### WHAT TO WORK ON:
Extract all data as written.

### SUPPLIED RECORDS:
//! Repository reference resolution
//!
//! Parses a GitHub URL into a normalized [`RepositoryReference`] and derives
//! the installation name used as the sole key for update, delete, and list.
//!
//! # Recognized shapes
//!
//! - `https://github.com/<owner>/<repo>/tree/<branch>/<subpath>`
//! - `https://github.com/<owner>/<repo>/blob/<branch>/<subpath>`
//! - `https://github.com/<owner>/<repo>` (optional trailing slash; branch `main`)
//!
//! # Examples
//!
//! ```
//! use sinstaller_core::reference::RepositoryReference;
//!
//! let reference = RepositoryReference::resolve("https://github.com/o/r/tree/main/a/b/c").unwrap();
//! assert_eq!(reference.subpath, "a/b/c");
//! assert_eq!(reference.installation_name(), "o-r-c");
//! ```

use crate::errors::ReferenceError;
use once_cell::sync::Lazy;
use regex::Regex;
use serde::{Deserialize, Serialize};
use std::path::{Path, PathBuf};

/// Branch used when the reference does not name one
pub const DEFAULT_BRANCH: &str = "main";

static TREE_PATTERN: Lazy<Regex> = Lazy::new(|| {
    Regex::new(r"^https://github\.com/([^/]+)/([^/]+)/(?:tree|blob)/([^/]+)/(.+)$")
        .expect("Valid regex pattern")
});

static REPO_PATTERN: Lazy<Regex> = Lazy::new(|| {
    Regex::new(r"^https://github\.com/([^/]+)/([^/]+)/?$").expect("Valid regex pattern")
});

/// Normalized pointer to a source location
#[derive(Debug, Clone, PartialEq, Eq, Hash, Serialize, Deserialize)]
pub struct RepositoryReference {
    pub owner: String,
    pub repo: String,
    pub branch: String,
    /// Path inside the repository, without leading or trailing slashes; empty for the root
    pub subpath: String,
}

impl RepositoryReference {
    /// Parse a reference string
    pub fn resolve(reference: &str) -> Result<Self, ReferenceError> {
        let reference = reference.trim();

        let parsed = if let Some(caps) = TREE_PATTERN.captures(reference) {
            let subpath = caps[4].trim_matches('/').to_string();
            Self {
                owner: caps[1].to_string(),
                repo: caps[2].to_string(),
                branch: caps[3].to_string(),
                subpath,
            }
        } else if let Some(caps) = REPO_PATTERN.captures(reference) {
            Self {
                owner: caps[1].to_string(),
                repo: caps[2].to_string(),
                branch: DEFAULT_BRANCH.to_string(),
                subpath: String::new(),
            }
        } else {
            return Err(ReferenceError::Malformed {
                reference: reference.to_string(),
            });
        };

        parsed.check_components(reference)?;
        Ok(parsed)
    }

    /// Reject components that are not safe single path segments
    fn check_components(&self, reference: &str) -> Result<(), ReferenceError> {
        let mut components = vec![self.owner.as_str(), self.repo.as_str()];
        if !self.subpath.is_empty() {
            components.extend(self.subpath.split('/'));
        }

        for component in components {
            if component.is_empty()
                || component == "."
                || component == ".."
                || component.contains('\\')
            {
                return Err(ReferenceError::UnsafeComponent {
                    reference: reference.to_string(),
                    component: component.to_string(),
                });
            }
        }
        Ok(())
    }

    /// Final segment of the subpath, if any
    pub fn subpath_leaf(&self) -> Option<&str> {
        self.subpath.rsplit('/').next().filter(|s| !s.is_empty())
    }

    /// `owner-repo[-leaf]`
    pub fn installation_name(&self) -> String {
        match self.subpath_leaf() {
            Some(leaf) => format!("{}-{}-{}", self.owner, self.repo, leaf),
            None => format!("{}-{}", self.owner, self.repo),
        }
    }

    /// HTTPS clone URL for the repository
    pub fn clone_url(&self) -> String {
        format!("https://github.com/{}/{}.git", self.owner, self.repo)
    }

    /// Directory containing the project inside a checkout rooted at `checkout`
    pub fn source_dir(&self, checkout: &Path) -> PathBuf {
        if self.subpath.is_empty() {
            checkout.to_path_buf()
        } else {
            checkout.join(&self.subpath)
        }
    }
}

impl std::str::FromStr for RepositoryReference {
    type Err = ReferenceError;

    fn from_str(s: &str) -> Result<Self, Self::Err> {
        Self::resolve(s)
    }
}

impl std::fmt::Display for RepositoryReference {
    fn fmt(&self, f: &mut std::fmt::Formatter<'_>) -> std::fmt::Result {
        write!(f, "{}/{}@{}", self.owner, self.repo, self.branch)?;
        if !self.subpath.is_empty() {
            write!(f, ":{}", self.subpath)?;
        }
        Ok(())
    }
}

### RESULT OF THE TASK:
//! Repository reference resolution
//!
//! Parses a GitHub URL into a normalized [`RepositoryReference`] and derives
//! the installation name used as the sole key for update, delete, and list.
//!
//! # Recognized shapes
//!
//! - `https://github.com/<owner>/<repo>/tree/<branch>/<subpath>`
//! - `https://github.com/<owner>/<repo>/blob/<branch>/<subpath>`
//! - `https://github.com/<owner>/<repo>` (optional trailing slash; branch `main`)
//!
//! # Examples
//!
//! ```
//! use sinstaller_core::reference::RepositoryReference;
//!
//! let reference = RepositoryReference::resolve("https://github.com/o/r/tree/main/a/b/c").unwrap();
//! assert_eq!(reference.subpath, "a/b/c");
//! assert_eq!(reference.installation_name(), "o-r-c");
//! ```

use crate::errors::ReferenceError;
use once_cell::sync::Lazy;
use regex::Regex;
use serde::{Deserialize, Serialize};
use std::path::{Path, PathBuf};

/// Branch used when the reference does not name one
pub const DEFAULT_BRANCH: &str = "main";

static TREE_PATTERN: Lazy<Regex> = Lazy::new(|| {
    Regex::new(r"^https://github\.com/([^/]+)/([^/]+)/(?:tree|blob)/([^/]+)/(.+)$")
        .expect("Valid regex pattern")
});

static REPO_PATTERN: Lazy<Regex> = Lazy::new(|| {
    Regex::new(r"^https://github\.com/([^/]+)/([^/]+)/?$").expect("Valid regex pattern")
});

/// Normalized pointer to a source location
#[derive(Debug, Clone, PartialEq, Eq, Hash, Serialize, Deserialize)]
pub struct RepositoryReference {
    pub owner: String,
    pub repo: String,
    pub branch: String,
    /// Path inside the repository, without leading or trailing slashes; empty for the root
    pub subpath: String,
}

impl RepositoryReference {
    /// Parse a reference string
    pub fn resolve(reference: &str) -> Result<Self, ReferenceError> {
        let reference = reference.trim();

        let parsed = if let Some(caps) = TREE_PATTERN.captures(reference) {
            let subpath = caps[4].trim_matches('/').to_string();
            Self {
                owner: caps[1].to_string(),
                repo: caps[2].to_string(),
                branch: caps[3].to_string(),
                subpath,
            }
        } else if let Some(caps) = REPO_PATTERN.captures(reference) {
            Self {
                owner: caps[1].to_string(),
                repo: caps[2].to_string(),
                branch: DEFAULT_BRANCH.to_string(),
                subpath: String::new(),
            }
        } else {
            return Err(ReferenceError::Malformed {
                reference: reference.to_string(),
            });
        };

        parsed.check_components(reference)?;
        Ok(parsed)
    }

    /// Reject components that are not safe single path segments
    fn check_components(&self, reference: &str) -> Result<(), ReferenceError> {
        let mut components = vec![self.owner.as_str(), self.repo.as_str()];
        if !self.subpath.is_empty() {
            components.extend(self.subpath.split('/'));
        }

        for component in components {
            if component.is_empty()
                || component == "."
                || component == ".."
                || component.contains('\\')
            {
                return Err(ReferenceError::UnsafeComponent {
                    reference: reference.to_string(),
                    component: component.to_string(),
                });
            }
        }
        Ok(())
    }

    /// Final segment of the subpath, if any
    pub fn subpath_leaf(&self) -> Option<&str> {
        self.subpath.rsplit('/').next().filter(|s| !s.is_empty())
    }

    /// `owner-repo[-leaf]`
    pub fn installation_name(&self) -> String {
        match self.subpath_leaf() {
            Some(leaf) => format!("{}-{}-{}", self.owner, self.repo, leaf),
            None => format!("{}-{}", self.owner, self.repo),
        }
    }

    /// HTTPS clone URL for the repository
    pub fn clone_url(&self) -> String {
        format!("https://github.com/{}/{}.git", self.owner, self.repo)
    }

    /// Directory containing the project inside a checkout rooted at `checkout`
    pub fn source_dir(&self, checkout: &Path) -> PathBuf {
        if self.subpath.is_empty() {
            checkout.to_path_buf()
        } else {
            checkout.join(&self.subpath)
        }
    }
}

impl std::str::FromStr for RepositoryReference {
    type Err = ReferenceError;

    fn from_str(s: &str) -> Result<Self, Self::Err> {
        Self::resolve(s)
    }
}

impl std::fmt::Display for RepositoryReference {
    fn fmt(&self, f: &mut std::fmt::Formatter<'_>) -> std::fmt::Result {
        write!(f, "{}/{}@{}", self.owner, self.repo, self.branch)?;
        if !self.subpath.is_empty() {
            write!(f, ":{}", self.subpath)?;
        }
        Ok(())
    }
}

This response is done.